→ **Task description**
The answer must be a single number: how many lines in the records below contain the word "referenced".

---------- Material supplied ----------

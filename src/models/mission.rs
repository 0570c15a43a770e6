use chrono::{DateTime, Utc};
use serde::{Deserialize, Serialize};

/// A mission pairing one scientist with one destination planet.
///
/// Missions are the join entity behind the derived planet and scientist
/// lists. Deleting a scientist deletes their missions; the planets those
/// missions pointed at are untouched.
#[derive(Debug, Clone, Serialize, Deserialize)]
pub struct Mission {
    pub id: i64,
    pub name: String,
    pub scientist_id: i64,
    pub planet_id: i64,
    pub created_at: DateTime<Utc>,
    pub updated_at: DateTime<Utc>,
}

/// Input for creating a new mission. Both referenced rows must exist.
#[derive(Debug, Clone, Serialize, Deserialize)]
pub struct CreateMissionInput {
    pub name: String,
    pub scientist_id: i64,
    pub planet_id: i64,
}
mod schema;
pub mod seed;

use std::path::PathBuf;
use std::sync::{Arc, Mutex};

use anyhow::Context;
use chrono::Utc;
use rusqlite::Connection;

use crate::error::{Error, Result};
use crate::models::*;

pub struct Database {
    conn: Arc<Mutex<Connection>>,
}

impl Database {
    pub fn open(path: PathBuf) -> Result<Self> {
        let parent = path
            .parent()
            .ok_or_else(|| anyhow::anyhow!("Database path has no parent directory"))?;
        std::fs::create_dir_all(parent).context("Failed to create data directory")?;
        let conn = Connection::open(&path)?;
        conn.pragma_update(None, "journal_mode", "WAL")?;
        conn.pragma_update(None, "foreign_keys", "ON")?;
        Ok(Self {
            conn: Arc::new(Mutex::new(conn)),
        })
    }

    pub fn open_default() -> Result<Self> {
        let dirs = directories::ProjectDirs::from("", "", "mission-log")
            .ok_or_else(|| anyhow::anyhow!("Could not determine data directory"))?;
        let db_path = dirs.data_dir().join("mission_log.db");
        Self::open(db_path)
    }

    pub fn open_memory() -> Result<Self> {
        let conn = Connection::open_in_memory()?;
        conn.pragma_update(None, "foreign_keys", "ON")?;
        Ok(Self {
            conn: Arc::new(Mutex::new(conn)),
        })
    }

    pub fn migrate(&self) -> Result<()> {
        let conn = self.conn.lock().expect("database lock poisoned");
        Ok(schema::run_migrations(&conn)?)
    }

    // ============================================================
    // Scientist operations
    // ============================================================

    pub fn list_scientists(&self) -> Result<Vec<Scientist>> {
        let conn = self.conn.lock().expect("database lock poisoned");
        let mut stmt = conn.prepare(
            "SELECT id, name, field_of_study, avatar, created_at, updated_at
             FROM scientists ORDER BY id",
        )?;

        let scientists = stmt
            .query_map([], |row| {
                Ok(Scientist {
                    id: row.get(0)?,
                    name: row.get(1)?,
                    field_of_study: row.get(2)?,
                    avatar: row.get(3)?,
                    created_at: parse_datetime(row.get::<_, String>(4)?),
                    updated_at: parse_datetime(row.get::<_, String>(5)?),
                })
            })?
            .collect::<Result<Vec<_>, _>>()?;

        Ok(scientists)
    }

    pub fn get_scientist(&self, id: i64) -> Result<Option<Scientist>> {
        let conn = self.conn.lock().expect("database lock poisoned");
        let mut stmt = conn.prepare(
            "SELECT id, name, field_of_study, avatar, created_at, updated_at
             FROM scientists WHERE id = ?",
        )?;

        let mut rows = stmt.query([id])?;
        if let Some(row) = rows.next()? {
            Ok(Some(Scientist {
                id: row.get(0)?,
                name: row.get(1)?,
                field_of_study: row.get(2)?,
                avatar: row.get(3)?,
                created_at: parse_datetime(row.get::<_, String>(4)?),
                updated_at: parse_datetime(row.get::<_, String>(5)?),
            }))
        } else {
            Ok(None)
        }
    }

    pub fn get_scientist_with_planets(&self, id: i64) -> Result<Option<ScientistWithPlanets>> {
        let scientist = match self.get_scientist(id)? {
            Some(s) => s,
            None => return Ok(None),
        };

        let planets = self.planets_for_scientist(id)?;

        Ok(Some(ScientistWithPlanets {
            scientist: scientist.into(),
            planets: planets.into_iter().map(Into::into).collect(),
        }))
    }

    pub fn create_scientist(&self, input: CreateScientistInput) -> Result<Scientist> {
        if input.name.is_empty() {
            return Err(Error::Validation("scientist must have a name".into()));
        }
        if input.field_of_study.is_empty() {
            return Err(Error::Validation(
                "scientist must have a field of study".into(),
            ));
        }

        let conn = self.conn.lock().expect("database lock poisoned");
        let now = Utc::now();

        conn.execute(
            "INSERT INTO scientists (name, field_of_study, avatar, created_at, updated_at)
             VALUES (?, ?, ?, ?, ?)",
            (
                &input.name,
                &input.field_of_study,
                &input.avatar,
                now.to_rfc3339(),
                now.to_rfc3339(),
            ),
        )
        .map_err(|e| unique_violation(e, "a scientist with that name already exists"))?;

        Ok(Scientist {
            id: conn.last_insert_rowid(),
            name: input.name,
            field_of_study: input.field_of_study,
            avatar: input.avatar,
            created_at: now,
            updated_at: now,
        })
    }

    /// Partial update. Supplied fields overwrite the stored row; absent
    /// fields keep their current value.
    pub fn update_scientist(
        &self,
        id: i64,
        input: UpdateScientistInput,
    ) -> Result<Option<Scientist>> {
        let Some(existing) = self.get_scientist(id)? else {
            return Ok(None);
        };

        if matches!(&input.name, Some(name) if name.is_empty()) {
            return Err(Error::Validation("scientist must have a name".into()));
        }
        if matches!(&input.field_of_study, Some(field) if field.is_empty()) {
            return Err(Error::Validation(
                "scientist must have a field of study".into(),
            ));
        }

        let conn = self.conn.lock().expect("database lock poisoned");
        let now = Utc::now();
        let name = input.name.unwrap_or(existing.name);
        let field_of_study = input.field_of_study.unwrap_or(existing.field_of_study);
        let avatar = input.avatar.or(existing.avatar);

        conn.execute(
            "UPDATE scientists SET name = ?, field_of_study = ?, avatar = ?, updated_at = ? WHERE id = ?",
            (&name, &field_of_study, &avatar, now.to_rfc3339(), id),
        )
        .map_err(|e| unique_violation(e, "a scientist with that name already exists"))?;

        Ok(Some(Scientist {
            id,
            name,
            field_of_study,
            avatar,
            created_at: existing.created_at,
            updated_at: now,
        }))
    }

    /// Delete a scientist and all their missions in one transaction.
    /// Planets referenced by those missions are untouched.
    pub fn delete_scientist(&self, id: i64) -> Result<bool> {
        let mut conn = self.conn.lock().expect("database lock poisoned");
        let tx = conn.transaction()?;
        tx.execute("DELETE FROM missions WHERE scientist_id = ?", [id])?;
        let rows = tx.execute("DELETE FROM scientists WHERE id = ?", [id])?;
        tx.commit()?;
        Ok(rows > 0)
    }

    // ============================================================
    // Planet operations
    // ============================================================

    pub fn list_planets(&self) -> Result<Vec<Planet>> {
        let conn = self.conn.lock().expect("database lock poisoned");
        let mut stmt = conn.prepare(
            "SELECT id, name, distance_from_earth, nearest_star, image, created_at, updated_at
             FROM planets ORDER BY id",
        )?;

        let planets = stmt
            .query_map([], |row| {
                Ok(Planet {
                    id: row.get(0)?,
                    name: row.get(1)?,
                    distance_from_earth: row.get(2)?,
                    nearest_star: row.get(3)?,
                    image: row.get(4)?,
                    created_at: parse_datetime(row.get::<_, String>(5)?),
                    updated_at: parse_datetime(row.get::<_, String>(6)?),
                })
            })?
            .collect::<Result<Vec<_>, _>>()?;

        Ok(planets)
    }

    pub fn get_planet(&self, id: i64) -> Result<Option<Planet>> {
        let conn = self.conn.lock().expect("database lock poisoned");
        let mut stmt = conn.prepare(
            "SELECT id, name, distance_from_earth, nearest_star, image, created_at, updated_at
             FROM planets WHERE id = ?",
        )?;

        let mut rows = stmt.query([id])?;
        if let Some(row) = rows.next()? {
            Ok(Some(Planet {
                id: row.get(0)?,
                name: row.get(1)?,
                distance_from_earth: row.get(2)?,
                nearest_star: row.get(3)?,
                image: row.get(4)?,
                created_at: parse_datetime(row.get::<_, String>(5)?),
                updated_at: parse_datetime(row.get::<_, String>(6)?),
            }))
        } else {
            Ok(None)
        }
    }

    pub fn get_planet_with_scientists(&self, id: i64) -> Result<Option<PlanetWithScientists>> {
        let planet = match self.get_planet(id)? {
            Some(p) => p,
            None => return Ok(None),
        };

        let scientists = self.scientists_for_planet(id)?;

        Ok(Some(PlanetWithScientists {
            planet: planet.into(),
            scientists: scientists.into_iter().map(Into::into).collect(),
        }))
    }

    /// Planets are reference data with no create endpoint; this exists for
    /// seeding and tests.
    pub fn create_planet(&self, input: CreatePlanetInput) -> Result<Planet> {
        let conn = self.conn.lock().expect("database lock poisoned");
        let now = Utc::now();

        conn.execute(
            "INSERT INTO planets (name, distance_from_earth, nearest_star, image, created_at, updated_at)
             VALUES (?, ?, ?, ?, ?, ?)",
            (
                &input.name,
                &input.distance_from_earth,
                &input.nearest_star,
                &input.image,
                now.to_rfc3339(),
                now.to_rfc3339(),
            ),
        )?;

        Ok(Planet {
            id: conn.last_insert_rowid(),
            name: input.name,
            distance_from_earth: input.distance_from_earth,
            nearest_star: input.nearest_star,
            image: input.image,
            created_at: now,
            updated_at: now,
        })
    }

    // ============================================================
    // Mission operations
    // ============================================================

    /// Create a mission after checking both referenced rows exist.
    ///
    /// Returns the mission together with its destination planet, which the
    /// create endpoint echoes back.
    pub fn create_mission(&self, input: CreateMissionInput) -> Result<(Mission, Planet)> {
        if input.name.is_empty() {
            return Err(Error::Validation("mission must have a name".into()));
        }

        self.get_scientist(input.scientist_id)?
            .ok_or_else(|| Error::Validation("that scientist does not exist".into()))?;
        let planet = self
            .get_planet(input.planet_id)?
            .ok_or_else(|| Error::Validation("that planet does not exist".into()))?;

        let conn = self.conn.lock().expect("database lock poisoned");
        let now = Utc::now();

        conn.execute(
            "INSERT INTO missions (name, scientist_id, planet_id, created_at, updated_at)
             VALUES (?, ?, ?, ?, ?)",
            (
                &input.name,
                input.scientist_id,
                input.planet_id,
                now.to_rfc3339(),
                now.to_rfc3339(),
            ),
        )?;

        let mission = Mission {
            id: conn.last_insert_rowid(),
            name: input.name,
            scientist_id: input.scientist_id,
            planet_id: input.planet_id,
            created_at: now,
            updated_at: now,
        };

        Ok((mission, planet))
    }

    pub fn get_missions_by_scientist(&self, scientist_id: i64) -> Result<Vec<Mission>> {
        let conn = self.conn.lock().expect("database lock poisoned");
        let mut stmt = conn.prepare(
            "SELECT id, name, scientist_id, planet_id, created_at, updated_at
             FROM missions WHERE scientist_id = ? ORDER BY id",
        )?;

        let missions = stmt
            .query_map([scientist_id], |row| {
                Ok(Mission {
                    id: row.get(0)?,
                    name: row.get(1)?,
                    scientist_id: row.get(2)?,
                    planet_id: row.get(3)?,
                    created_at: parse_datetime(row.get::<_, String>(4)?),
                    updated_at: parse_datetime(row.get::<_, String>(5)?),
                })
            })?
            .collect::<Result<Vec<_>, _>>()?;

        Ok(missions)
    }

    // ============================================================
    // Derived joins
    // ============================================================

    /// Planets reached through a scientist's missions, one row per mission.
    /// A planet visited twice appears twice.
    pub fn planets_for_scientist(&self, scientist_id: i64) -> Result<Vec<Planet>> {
        let conn = self.conn.lock().expect("database lock poisoned");
        let mut stmt = conn.prepare(
            "SELECT p.id, p.name, p.distance_from_earth, p.nearest_star, p.image, p.created_at, p.updated_at
             FROM planets p
             JOIN missions m ON m.planet_id = p.id
             WHERE m.scientist_id = ? ORDER BY m.id",
        )?;

        let planets = stmt
            .query_map([scientist_id], |row| {
                Ok(Planet {
                    id: row.get(0)?,
                    name: row.get(1)?,
                    distance_from_earth: row.get(2)?,
                    nearest_star: row.get(3)?,
                    image: row.get(4)?,
                    created_at: parse_datetime(row.get::<_, String>(5)?),
                    updated_at: parse_datetime(row.get::<_, String>(6)?),
                })
            })?
            .collect::<Result<Vec<_>, _>>()?;

        Ok(planets)
    }

    /// Scientists whose missions target a planet, one row per mission.
    pub fn scientists_for_planet(&self, planet_id: i64) -> Result<Vec<Scientist>> {
        let conn = self.conn.lock().expect("database lock poisoned");
        let mut stmt = conn.prepare(
            "SELECT s.id, s.name, s.field_of_study, s.avatar, s.created_at, s.updated_at
             FROM scientists s
             JOIN missions m ON m.scientist_id = s.id
             WHERE m.planet_id = ? ORDER BY m.id",
        )?;

        let scientists = stmt
            .query_map([planet_id], |row| {
                Ok(Scientist {
                    id: row.get(0)?,
                    name: row.get(1)?,
                    field_of_study: row.get(2)?,
                    avatar: row.get(3)?,
                    created_at: parse_datetime(row.get::<_, String>(4)?),
                    updated_at: parse_datetime(row.get::<_, String>(5)?),
                })
            })?
            .collect::<Result<Vec<_>, _>>()?;

        Ok(scientists)
    }
}

impl Clone for Database {
    fn clone(&self) -> Self {
        Self {
            conn: self.conn.clone(),
        }
    }
}

fn unique_violation(err: rusqlite::Error, message: &str) -> Error {
    match &err {
        rusqlite::Error::SqliteFailure(e, _)
            if e.code == rusqlite::ErrorCode::ConstraintViolation =>
        {
            Error::Conflict(message.to_string())
        }
        _ => Error::Db(err),
    }
}

fn parse_datetime(s: String) -> chrono::DateTime<Utc> {
    chrono::DateTime::parse_from_rfc3339(&s)
        .map(|dt| dt.with_timezone(&Utc))
        .unwrap_or_else(|_| Utc::now())
}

----------

→ **Response to this exercise**
3